New Zealand’s weather can be highly changeable. Check the forecast and expect weather changes.

New Zealand’s changeable weather conditions frequently catch out the unprepared. It's imperative that you check the forecast as well as any weather watches and warnings for your region. Always check the mountain and rural forecasts for the region you're going as they can be quite different than an urban forecast for a major town or city. 

When you’re out you must consider what effects the weather will have on your trip, one of the best ways to do this is to keep an eye on what’s going on around you. If the weather does change for the worse, you need to decide if it’s significant enough to alter your plans.

If the weather forecast isn’t favourable (or you encounter poor weather) consider the following: 
  • Staying an extra night 
  • Changing your route to avoid river crossings, avalanche routes and exposed ridgelines 
  • Heading home and planning to return another time


Get the forecast

Plan for your next adventure with MetService weather forecasts.

Heading to the tops? Get the forecast with New Zealand Avalanche Advisory (NZAA). 

Weather Types

Each type of weather condition presents its own unique challenges

  • Wind can be far more dangerous than rain when travelling along the tops. The wind is usually worse in exposed places, so if it’s blowing a gale, check the map and avoid high ridges. 
  • Sun in NZ is extremely harsh, causing dehydration, sunstroke and sunburn. Although it may not always feel hot when you are up in the mountains, ensure you always wear sunscreen even on overcast days, wear a hat and sunglasses, and cover your body. 
  • Snow can fall at any time of year, particularly in the South Island and higher mountains of the North Island. If there is significant snow around, only proceed if you have experience with crampons and ice axes (and are carrying them with you) and be sure to check the NZ Avalanche Advisory before leaving. 
  • Rain affects rivers and makes the track more slippery. It also contributes significantly to landslides, so proceed with caution.  

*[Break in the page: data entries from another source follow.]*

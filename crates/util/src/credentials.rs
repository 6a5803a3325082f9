//! Bridge to an external git credential helper.
//!
//! The helper is spoken to over the line-oriented `key=value` protocol used by
//! `git credential fill`: a `url=<url>` line followed by a blank line on stdin,
//! and `key=value` lines on stdout until a blank line or end of stream.
//!
//! This requires a helper configuration that does not need user interaction;
//! prompting is disabled for the child process.

use std::process::Stdio;

use opflow_types::Creds;
use thiserror::Error;
use tokio::io::{AsyncBufRead, AsyncBufReadExt, AsyncReadExt, AsyncWriteExt, BufReader};
use tokio::process::Command;
use tokio_util::sync::CancellationToken;
use tracing::debug;

use crate::redact_sensitive;

/// Errors produced while exchanging credentials with a helper process.
#[derive(Debug, Clone, Error, PartialEq, Eq)]
pub enum CredentialError {
    #[error("failed to start credential helper '{program}': {message}")]
    Spawn { program: String, message: String },

    #[error("credential helper I/O error: {message}")]
    Io { message: String },

    #[error("failed to parse credential helper line: '{line}'")]
    Protocol { line: String },

    #[error("credential helper did not return a {field}")]
    Missing { field: &'static str },

    #[error("credential helper exited with {status}: {stderr}")]
    HelperFailed { status: String, stderr: String },

    #[error("credential exchange cancelled")]
    Cancelled,
}

impl CredentialError {
    fn io(error: std::io::Error) -> Self {
        Self::Io {
            message: error.to_string(),
        }
    }
}

/// External program answering credential requests.
#[derive(Debug, Clone, PartialEq, Eq)]
pub struct CredentialHelper {
    program: String,
    args: Vec<String>,
}

impl Default for CredentialHelper {
    /// `git credential fill`, which consults whatever helpers git is configured with.
    fn default() -> Self {
        Self::new("git", ["credential", "fill"])
    }
}

impl CredentialHelper {
    pub fn new<I, S>(program: impl Into<String>, args: I) -> Self
    where
        I: IntoIterator<Item = S>,
        S: Into<String>,
    {
        Self {
            program: program.into(),
            args: args.into_iter().map(Into::into).collect(),
        }
    }

    /// Ask the helper for credentials for `url`.
    ///
    /// # Errors
    /// - `Protocol` when a response line has no `=` separator.
    /// - `HelperFailed` when the helper exits unsuccessfully.
    /// - `Missing` when the response lacks a username or password.
    /// - `Cancelled` when `cancel` fires first; the helper is killed.
    pub async fn fill(&self, cancel: &CancellationToken, url: &str) -> Result<Creds, CredentialError> {
        let mut child = Command::new(&self.program)
            .args(&self.args)
            .env("GIT_TERMINAL_PROMPT", "0")
            .stdin(Stdio::piped())
            .stdout(Stdio::piped())
            .stderr(Stdio::piped())
            .kill_on_drop(true)
            .spawn()
            .map_err(|error| CredentialError::Spawn {
                program: self.program.clone(),
                message: error.to_string(),
            })?;
        debug!(program = %self.program, url = %redact_sensitive(url), "credential helper started");

        let request = format!("url={url}\n\n");
        let exchange = async move {
            let mut stdin = child.stdin.take().ok_or_else(|| CredentialError::Io {
                message: "helper stdin unavailable".into(),
            })?;
            stdin.write_all(request.as_bytes()).await.map_err(CredentialError::io)?;
            drop(stdin);

            let stdout = child.stdout.take().ok_or_else(|| CredentialError::Io {
                message: "helper stdout unavailable".into(),
            })?;
            let mut stderr = child.stderr.take().ok_or_else(|| CredentialError::Io {
                message: "helper stderr unavailable".into(),
            })?;

            // Both pipes are read until the helper closes them so it never
            // blocks on a full pipe.
            let reply = async {
                let mut reader = BufReader::new(stdout);
                let response = read_response(&mut reader).await;
                let drained = tokio::io::copy(&mut reader, &mut tokio::io::sink()).await;
                let response = response?;
                drained.map_err(CredentialError::io)?;
                Ok::<_, CredentialError>(response)
            };
            let diagnostics = async {
                let mut captured = Vec::new();
                stderr.read_to_end(&mut captured).await.map(|_| captured)
            };
            let (response, diagnostics) = tokio::join!(reply, diagnostics);

            let status = child.wait().await.map_err(CredentialError::io)?;
            if !status.success() {
                let captured = diagnostics.unwrap_or_default();
                return Err(CredentialError::HelperFailed {
                    status: status.to_string(),
                    stderr: redact_sensitive(String::from_utf8_lossy(&captured).trim()),
                });
            }
            response?.into_creds()
        };

        tokio::select! {
            biased;
            _ = cancel.cancelled() => Err(CredentialError::Cancelled),
            result = exchange => result,
        }
    }
}

/// Ask the default git credential helper for credentials for `url`.
pub async fn get_credentials(cancel: &CancellationToken, url: &str) -> Result<Creds, CredentialError> {
    CredentialHelper::default().fill(cancel, url).await
}

#[derive(Debug, Default)]
struct HelperResponse {
    username: Option<String>,
    password: Option<String>,
}

impl HelperResponse {
    fn into_creds(self) -> Result<Creds, CredentialError> {
        let username = self
            .username
            .filter(|value| !value.is_empty())
            .ok_or(CredentialError::Missing { field: "username" })?;
        let password = self
            .password
            .filter(|value| !value.is_empty())
            .ok_or(CredentialError::Missing { field: "password" })?;
        Ok(Creds::new(username, password))
    }
}

async fn read_response<R>(reader: R) -> Result<HelperResponse, CredentialError>
where
    R: AsyncBufRead + Unpin,
{
    let mut response = HelperResponse::default();
    let mut lines = reader.lines();
    while let Some(line) = lines.next_line().await.map_err(CredentialError::io)? {
        if line.is_empty() {
            break;
        }
        let Some((key, value)) = line.split_once('=') else {
            return Err(CredentialError::Protocol {
                line: redact_sensitive(&line),
            });
        };
        match key {
            "username" => response.username = Some(value.to_string()),
            "password" => response.password = Some(value.to_string()),
            // protocol, host, path, quit, ... are not needed here
            _ => {}
        }
    }
    Ok(response)
}
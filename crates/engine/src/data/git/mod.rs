//! Git provider: packages sourced from tagged git repositories.
//!
//! Resolution reads through a local cache (`<base>/<name>#<version>/`). On a
//! miss the tag is shallow-cloned, stripped of repository metadata, and moved
//! into the cache. Concurrent resolutions of the same reference string on one
//! provider share a single fetch and its outcome.

mod pull;
mod remote;

pub use remote::{CloneRequest, GitCli, GitRemote, RemoteError, classify_clone_failure};

use std::collections::HashMap;
use std::fmt;
use std::path::{Path, PathBuf};
use std::sync::atomic::{AtomicU64, Ordering};
use std::sync::{Arc, Mutex};

use async_trait::async_trait;
use futures_util::future::{BoxFuture, FutureExt, Shared};
use opflow_types::{Creds, EventKind, EventSender, publish};
use opflow_util::{CredentialHelper, EngineSettings};
use tokio_util::sync::CancellationToken;
use tracing::{debug, info};

use super::{DataError, DataHandle, FsProvider, PackageRef, PathHandle, Provider};

type Resolution = Result<Arc<dyn DataHandle>, DataError>;
type SharedResolution = Shared<BoxFuture<'static, Resolution>>;

/// How the clone URL is built from a package name.
#[derive(Debug, Clone, Copy, PartialEq, Eq)]
pub enum GitTransport {
    /// `ssh://git@<name>`, authenticated by the SSH agent.
    SshAgent,
    /// `https://<name>`, authenticated by explicit credentials.
    Https,
}

impl GitTransport {
    pub fn url_for(self, name: &str) -> String {
        match self {
            Self::SshAgent => format!("ssh://git@{name}"),
            Self::Https => format!("https://{name}"),
        }
    }
}

/// A fetch in progress, tagged so only its own completion removes it.
struct InFlight {
    id: u64,
    resolution: SharedResolution,
}

type FlightRegistry = Arc<Mutex<HashMap<String, InFlight>>>;

/// Held by the fetch task; unregisters its flight when the task ends, however it ends.
struct FlightGuard {
    registry: FlightRegistry,
    data_ref: String,
    id: u64,
}

impl Drop for FlightGuard {
    fn drop(&mut self) {
        let Ok(mut in_flight) = self.registry.lock() else {
            return;
        };
        if in_flight.get(&self.data_ref).is_some_and(|entry| entry.id == self.id) {
            in_flight.remove(&self.data_ref);
        }
    }
}

/// State the detached fetch task needs; cloned into each flight.
#[derive(Clone)]
struct GitInner {
    base_path: PathBuf,
    cache: FsProvider,
    remote: Arc<dyn GitRemote>,
    pull_creds: Option<Creds>,
    credential_helper: Option<CredentialHelper>,
}

impl GitInner {
    async fn resolve(&self, cancel: &CancellationToken, events: &EventSender, call_id: &str, data_ref: &str) -> Resolution {
        let package_ref = PackageRef::parse(data_ref).map_err(|source| DataError::invalid_reference(data_ref, source))?;

        // Cache lookup errors are ignored; the remote pull below is authoritative.
        match self.cache.try_resolve(cancel, events, call_id, data_ref).await {
            Ok(Some(handle)) => {
                debug!(data_ref = %data_ref, "git cache hit");
                return Ok(handle);
            }
            Ok(None) => {}
            Err(error) => debug!(data_ref = %data_ref, error = %error, "ignoring git cache lookup failure"),
        }

        publish(
            events,
            call_id,
            EventKind::DataPullStarted {
                data_ref: data_ref.to_string(),
            },
        );
        let path = self.pull(cancel, &package_ref).await?;
        info!(data_ref = %data_ref, path = %path.display(), "git pull completed");
        publish(
            events,
            call_id,
            EventKind::DataPullCompleted {
                data_ref: data_ref.to_string(),
            },
        );
        Ok(Arc::new(PathHandle::new(path, data_ref)))
    }
}

/// Provider resolving `host/path#tag` references from git remotes.
pub struct GitProvider {
    inner: Arc<GitInner>,
    in_flight: FlightRegistry,
    next_flight_id: AtomicU64,
}

impl fmt::Debug for GitProvider {
    fn fmt(&self, f: &mut fmt::Formatter<'_>) -> fmt::Result {
        f.debug_struct("GitProvider")
            .field("base_path", &self.inner.base_path)
            .field("has_pull_creds", &self.inner.pull_creds.is_some())
            .field("credential_fallback", &self.inner.credential_helper.is_some())
            .finish()
    }
}

impl GitProvider {
    /// Provider caching under `base_path` and cloning with the `git` executable.
    pub fn new(base_path: impl Into<PathBuf>) -> Self {
        Self::with_remote(base_path, Arc::new(GitCli::default()))
    }

    pub fn with_remote(base_path: impl Into<PathBuf>, remote: Arc<dyn GitRemote>) -> Self {
        let base_path = base_path.into();
        Self::from_inner(GitInner {
            cache: FsProvider::new([base_path.clone()]),
            base_path,
            remote,
            pull_creds: None,
            credential_helper: None,
        })
    }

    /// Provider rooted at the settings' ops cache, honouring `credential_fallback`.
    pub fn from_settings(settings: &EngineSettings) -> Self {
        let provider = Self::new(settings.ops_cache_dir());
        if settings.credential_fallback {
            provider.with_credential_fallback(CredentialHelper::default())
        } else {
            provider
        }
    }

    /// Clone over HTTPS with these credentials instead of using the SSH agent.
    pub fn with_pull_creds(self, creds: Creds) -> Self {
        let mut inner = (*self.inner).clone();
        inner.pull_creds = Some(creds);
        Self::from_inner(inner)
    }

    /// On SSH authentication failure, retry once over HTTPS with credentials from `helper`.
    pub fn with_credential_fallback(self, helper: CredentialHelper) -> Self {
        let mut inner = (*self.inner).clone();
        inner.credential_helper = Some(helper);
        Self::from_inner(inner)
    }

    pub fn base_path(&self) -> &Path {
        &self.inner.base_path
    }

    fn from_inner(inner: GitInner) -> Self {
        Self {
            inner: Arc::new(inner),
            in_flight: Arc::new(Mutex::new(HashMap::new())),
            next_flight_id: AtomicU64::new(0),
        }
    }

    /// Join the fetch already running for `data_ref`, or start one.
    ///
    /// The fetch runs on its own task so it completes (and cleans up) even when
    /// every waiter goes away; it observes the starting caller's cancellation.
    /// The task drops its registry entry on completion, so only concurrent
    /// callers ever share an outcome.
    fn join_or_start(&self, cancel: &CancellationToken, events: &EventSender, call_id: &str, data_ref: &str) -> SharedResolution {
        let mut in_flight = self.in_flight.lock().expect("in-flight lock");
        if let Some(existing) = in_flight.get(data_ref) {
            debug!(data_ref = %data_ref, flight = existing.id, "joining in-flight git resolution");
            return existing.resolution.clone();
        }

        let id = self.next_flight_id.fetch_add(1, Ordering::Relaxed);
        let flight = FlightGuard {
            registry: Arc::clone(&self.in_flight),
            data_ref: data_ref.to_string(),
            id,
        };
        let inner = Arc::clone(&self.inner);
        let cancel = cancel.clone();
        let events = events.clone();
        let call_id = call_id.to_string();
        let owned_ref = data_ref.to_string();
        // The registry lock is held until the entry is inserted, so the guard
        // cannot run its removal before the insert.
        let task = tokio::spawn(async move {
            let _flight = flight;
            inner.resolve(&cancel, &events, &call_id, &owned_ref).await
        });

        let task_ref = data_ref.to_string();
        let resolution = async move {
            match task.await {
                Ok(resolution) => resolution,
                Err(join_error) => Err(DataError::fetch(task_ref, format!("git resolution task failed: {join_error}"))),
            }
        }
        .boxed()
        .shared();

        in_flight.insert(
            data_ref.to_string(),
            InFlight {
                id,
                resolution: resolution.clone(),
            },
        );
        resolution
    }
}

#[async_trait]
impl Provider for GitProvider {
    fn label(&self) -> &str {
        "git"
    }

    async fn try_resolve(
        &self,
        cancel: &CancellationToken,
        events: &EventSender,
        call_id: &str,
        data_ref: &str,
    ) -> Result<Option<Arc<dyn DataHandle>>, DataError> {
        let resolution = self.join_or_start(cancel, events, call_id, data_ref);

        tokio::select! {
            result = resolution => result.map(Some),
            _ = cancel.cancelled() => Err(DataError::cancelled(data_ref)),
        }
    }
}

Learn to observe the weather

High-cloud signs

The wind that you experience is affected by the landforms around you. It may be quite different from the general wind flow associated with the pressure system. You can get some idea of the strength and direction of the general wind flow by observing cloud movement.

Movement of the highest cloud is often difficult to see. Wispy, cirrus clouds, which look like mares’ tails or streamers, indicate strong, high-level winds and are often the first sign of bad weather.

Northerly winds at high levels are usually a sign of bad weather. If a southerly front with associated bad weather has passed through, southerlies with cumulus clouds (fluffy, isolated shapes in a blue sky) indicate a settled period in which you might find a suitable weather window to 'get outdoors' within. 

Low-cloud sign

The gradual thickening and lowering of the cloud base is an ominous sign. The sun or moon becomes dim or watery as it gradually becomes obscured by the thickening cloud.

‘Hogsbacks’ (smooth, lens-shaped clouds) which form over mountain tops or immediately lee of the tops, are associated with strong winds at that level. As bad weather approaches, they usually become bigger.

This would suggest that you probably need to revise your plans for the next day.